As Ben and Greg stop at another destroyed, empty street, people climb out of the basement to line up for water. Vera and Boris, a couple in their late 60s, wait with two large canisters in a line, their dog sitting next to them. Their house was hit on July 18, at 12:30 a.m., as they were asleep.
Cluster munitions destroyed a significant part of the house, the living room and the kitchen, but their bedroom, even though damaged, did not collapse entirely. Vera and Boris got only light injuries.
Since then, they have lived in an unheated basement, without power, gas, water and communication, just like the rest of the Siversk population. They have a small generator, listen to the radio in the morning and evening to catch up with the news, and read books to each other. Three cats and two dogs keep them company.
Their children and grandchildren live in Kyiv, the capital of Ukraine, and they have not seen them for a year, as it is too dangerous to visit Siversk.
“We lived well before,” said Boris, speaking Russian. “Nobody here is rich, but we had our houses, our farms, we had a cow and a few pigs. We had peace; we used to have fun gatherings. Some speak Russian, some speak Ukrainian, and some speak a dialect called Surzhik. None of it was ever a problem until this horror started.”
“We have 20 family graves here to care for,” says his wife, speaking Ukrainian. “Why should we leave? This is our land. We were born and raised here, and we will die here.”
Dying in Siversk is easy. We see fresh graves in the hospital’s yard as we drive through the apocalyptic landscape, as the wind whistles through the empty door frames and windows and the thumps of artillery fire get louder.
“A cluster bomb injured me and killed two young men as we were lining up here last year,” says Sergey, another resident waiting for water. “I could not walk for three months, but it is unbearable to think these young men’s lives were cut short—for what?”

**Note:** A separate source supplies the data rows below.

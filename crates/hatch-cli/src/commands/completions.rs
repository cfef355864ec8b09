use super::EXIT_SUCCESS;
use clap::CommandFactory;
use clap_complete::Shell;

#[allow(clippy::unnecessary_wraps)]
pub fn run<C: CommandFactory>(shell: Shell) -> Result<u8, String> {
    clap_complete::generate(shell, &mut C::command(), "hatch", &mut std::io::stdout());
    Ok(EXIT_SUCCESS)
}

Sergey does not want to leave as he has a small farm: a dozen Vietnamese piglets and their mother, several dogs and cats and chickens. Since childhood, he has adored animals. Sergey suffers from Parkinson’s disease, and caring for his animals is hard, especially as he cannot get the medicine he needs—all pharmacies in Siversk closed long ago. Only two small shops are open several hours a day. Ben takes his number to try to help.
“These animals are like my children,” he says as another explosion nearby rocks the ground. “I cannot take them with me. If we go, who is going to take care of them? Who needs them? I can’t leave.”
Yet, as the front line gets closer to Siversk, many residents might face the need to move soon. As we worked at a rescue-and-evacuation center in Kramatorsk, we interviewed many families who were reluctant to leave nearby Bakhmut until the last minute.
They had to be evacuated from their town after Russian shells destroyed their houses and the streets burned down. Volunteers like Ben and Greg from around the world risk their lives to save them.
Maryna, a math teacher with 30 years of experience, said she and her husband stayed until the last minute in Bakhmut and now had nothing left besides his wheelchair and their passports. The people of Siversk are aware of the threat and hear the stories from Bakhmut but do not give up hope.
“We might not have much,” said Galyna back in her dark, cold basement in Siversk. “Yet, we will plant new trees after the war. We will keep our heads high, feel better and find beauty in our city and our hearts. We will leave our beautiful trees for a new generation, for our kids and grandkids.”